Problem description:
Look over the lines below. Report each one that includes the string "Error".

━━━

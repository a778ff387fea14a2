use ckb_types::{
    bytes::Bytes,
    packed::{OutPoint, Script},
    prelude::*,
    H256,
};
use ickb_builder::ckb_utils::{ickb_sudt_script, token_amount_from_bytes, Cell, LiveCell, Receipt, ValueOracle};
use ickb_builder::config::{ScriptRegistry, ICKB_DOMAIN_LOGIC};
use ickb_builder::deposit::{build_phase_two, run_phase_two, DepositHandoff};
use ickb_builder::error::Error;
use ickb_builder::submit::Submitter;
use ickb_builder::types::*;

use crate::fixtures::*;

fn receipt_cell(registry: &ScriptRegistry, tx_tag: u8, index: u32, amount: u64, quantity: u64) -> LiveCell {
    LiveCell {
        out_point: OutPoint::new(H256([tx_tag; 32]).pack(), index),
        cell: Cell::new(
            RECEIPT_CELL_CKB * CKB,
            signer_lock(registry),
            Some(registry.script(ICKB_DOMAIN_LOGIC).unwrap()),
            Receipt::new(amount, quantity).to_bytes().unwrap(),
        ),
    }
}

fn owner_cell(registry: &ScriptRegistry, tx_tag: u8, index: u32) -> LiveCell {
    LiveCell {
        out_point: OutPoint::new(H256([tx_tag; 32]).pack(), index),
        cell: Cell::new(OWNER_LOCK_CELL_CKB * CKB, registry.script(ICKB_DOMAIN_LOGIC).unwrap(), None, Bytes::new()),
    }
}

fn lock_of(tx: &ckb_types::packed::Transaction, index: usize) -> Script {
    tx.raw().outputs().get(index).unwrap().lock()
}

#[tokio::test]
async fn receipts_are_redeemed_at_their_block_rate() {
    let registry = ickb_registry();
    let signer = test_signer(&registry);
    let ar = AR_0 * 2;
    let block = header(0xbb, 200, ar);

    let small = receipt_cell(&registry, 0x50, 3, 1_000 * CKB, 3);
    let large = receipt_cell(&registry, 0x51, 0, 300_000 * CKB, 2);
    let owner = owner_cell(&registry, 0x50, 4);
    let mut rpc = FakeRpc::new(header(0xaa, 300, ar), genesis());
    rpc.add_committed(small.clone(), &block);
    rpc.add_committed(large.clone(), &block);
    rpc.add_live(owner.clone());

    let collector = VecCollector::new(plain_cells(&signer_lock(&registry), 2, 1_000, 0x10));
    let clock = ManualClock::default();
    let submitter = Submitter::new(&rpc, &collector, &signer, &registry, &clock, fast_config());
    let handoff = DepositHandoff::new(&[small.out_point.clone(), large.out_point.clone()], &owner.out_point);

    let submitted = run_phase_two(&submitter, &handoff, &ValueOracle::default()).await.unwrap();

    let tx = rpc.sent()[0].data();
    let header_deps = tx.raw().header_deps();
    assert_eq!(header_deps.len(), 1);
    assert_eq!(header_deps.get(0).unwrap().as_slice(), block.hash.as_slice());

    let inputs: Vec<OutPoint> = tx.raw().inputs().into_iter().map(|i| i.previous_output()).collect();
    assert_eq!(inputs[0].as_slice(), small.out_point.as_slice());
    assert_eq!(inputs[1].as_slice(), large.out_point.as_slice());
    assert_eq!(inputs[2].as_slice(), owner.out_point.as_slice());

    let sudt = ickb_sudt_script(&registry).unwrap();
    let tokens = submitted.out_points.get(Role::IckbSudt);
    assert_eq!(tokens.len(), 2);
    let amounts: Vec<u128> = (0..2)
        .map(|i| {
            let output = tx.raw().outputs().get(i).unwrap();
            assert_eq!(output.type_().to_opt().unwrap().as_slice(), sudt.as_slice());
            let capacity: u64 = output.capacity().unpack();
            assert_eq!(capacity, TOKEN_CELL_CKB * CKB);
            assert_eq!(lock_of(&tx, i).as_slice(), signer_lock(&registry).as_slice());
            token_amount_from_bytes(&tx.raw().outputs_data().get(i).unwrap().raw_data()).unwrap()
        })
        .collect();
    // AR doubled halves the value; the large receipt is valued per deposit, then multiplied
    assert_eq!(amounts[0], 3 * 500 * CKB as u128);
    assert_eq!(amounts[1], 2 * 145_000 * CKB as u128);

    // the shared block header is fetched once
    assert_eq!(rpc.calls().iter().filter(|c| **c == "get_header").count(), 1);
}

#[tokio::test]
async fn spent_receipt_is_live_cell_not_found() {
    let registry = ickb_registry();
    let signer = test_signer(&registry);
    let owner = owner_cell(&registry, 0x50, 4);
    let rpc = FakeRpc::new(header(0xaa, 300, AR_0), genesis());
    rpc.add_live(owner.clone());
    let collector = VecCollector::new(plain_cells(&signer_lock(&registry), 2, 1_000, 0x10));
    let clock = ManualClock::default();
    let submitter = Submitter::new(&rpc, &collector, &signer, &registry, &clock, fast_config());

    let spent = OutPoint::new(H256([0x50; 32]).pack(), 3);
    let handoff = DepositHandoff::new(&[spent], &owner.out_point);
    let err = run_phase_two(&submitter, &handoff, &ValueOracle::default()).await.unwrap_err();

    assert!(matches!(err, Error::LiveCellNotFound(ref op) if op.ends_with("-3")));
    assert!(rpc.sent().is_empty());
    assert!(!rpc.calls().contains(&"send_transaction"));
}

#[tokio::test]
async fn spent_owner_cell_is_live_cell_not_found() {
    let registry = ickb_registry();
    let block = header(0xbb, 200, AR_0);
    let receipt = receipt_cell(&registry, 0x50, 3, 1_000 * CKB, 1);
    let mut rpc = FakeRpc::new(header(0xaa, 300, AR_0), genesis());
    rpc.add_committed(receipt.clone(), &block);

    let owner = OutPoint::new(H256([0x50; 32]).pack(), 4);
    let handoff = DepositHandoff::new(&[receipt.out_point], &owner);
    let err = build_phase_two(&handoff, &rpc, &registry, &ValueOracle::default()).await.unwrap_err();

    assert!(matches!(err, Error::LiveCellNotFound(_)));
}

#[tokio::test]
async fn cell_without_receipt_type_is_rejected() {
    let registry = ickb_registry();
    let block = header(0xbb, 200, AR_0);
    let mut not_receipt = receipt_cell(&registry, 0x50, 3, 1_000 * CKB, 1);
    not_receipt.cell = Cell::new(RECEIPT_CELL_CKB * CKB, signer_lock(&registry), None, not_receipt.cell.data.clone());
    let owner = owner_cell(&registry, 0x50, 4);
    let mut rpc = FakeRpc::new(header(0xaa, 300, AR_0), genesis());
    rpc.add_committed(not_receipt.clone(), &block);
    rpc.add_live(owner.clone());

    let handoff = DepositHandoff::new(&[not_receipt.out_point], &owner.out_point);
    let err = build_phase_two(&handoff, &rpc, &registry, &ValueOracle::default()).await.unwrap_err();

    assert!(matches!(err, Error::NotAReceipt(_)));
}

#[tokio::test]
async fn handoff_survives_a_restart() {
    let registry = ickb_registry();
    let block = header(0xbb, 200, AR_0);
    let receipt = receipt_cell(&registry, 0x50, 3, 1_000 * CKB, 1);
    let owner = owner_cell(&registry, 0x50, 4);
    let mut rpc = FakeRpc::new(header(0xaa, 300, AR_0), genesis());
    rpc.add_committed(receipt.clone(), &block);
    rpc.add_live(owner.clone());

    let path = std::env::temp_dir().join(format!("ickb-handoff-{}.json", std::process::id()));
    DepositHandoff::new(&[receipt.out_point.clone()], &owner.out_point).save(&path).unwrap();
    let handoff = DepositHandoff::load(&path).unwrap();
    std::fs::remove_file(&path).unwrap();

    let draft = build_phase_two(&handoff, &rpc, &registry, &ValueOracle::default()).await.unwrap();

    assert_eq!(draft.inputs().len(), 2);
    assert_eq!(draft.roles(), &[Role::IckbSudt]);
    assert_eq!(token_amount_from_bytes(&draft.outputs()[0].data).unwrap(), 1_000 * CKB as u128);
}

#[tokio::test]
async fn duplicate_handoff_inputs_are_rejected() {
    let registry = ickb_registry();
    let block = header(0xbb, 200, AR_0);
    let receipt = receipt_cell(&registry, 0x50, 3, 1_000 * CKB, 1);
    let owner = owner_cell(&registry, 0x50, 4);
    let mut rpc = FakeRpc::new(header(0xaa, 300, AR_0), genesis());
    rpc.add_committed(receipt.clone(), &block);
    rpc.add_live(owner.clone());

    let handoff = DepositHandoff::new(&[receipt.out_point.clone(), receipt.out_point.clone()], &owner.out_point);
    let err = build_phase_two(&handoff, &rpc, &registry, &ValueOracle::default()).await.unwrap_err();
    assert!(matches!(err, Error::DuplicateInput(ref op) if op.ends_with("-3")));

    // owner cell given as one of the receipts
    let handoff = DepositHandoff::new(&[receipt.out_point.clone()], &receipt.out_point);
    let err = build_phase_two(&handoff, &rpc, &registry, &ValueOracle::default()).await.unwrap_err();
    assert!(matches!(err, Error::DuplicateInput(_)));
    assert!(rpc.sent().is_empty());
}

━━━

Your response:
use ickb_builder::error::Error;
    assert!(matches!(err, Error::LiveCellNotFound(ref op) if op.ends_with("-3")));
    assert!(matches!(err, Error::LiveCellNotFound(_)));
    assert!(matches!(err, Error::NotAReceipt(_)));
    assert!(matches!(err, Error::DuplicateInput(ref op) if op.ends_with("-3")));
    assert!(matches!(err, Error::DuplicateInput(_)));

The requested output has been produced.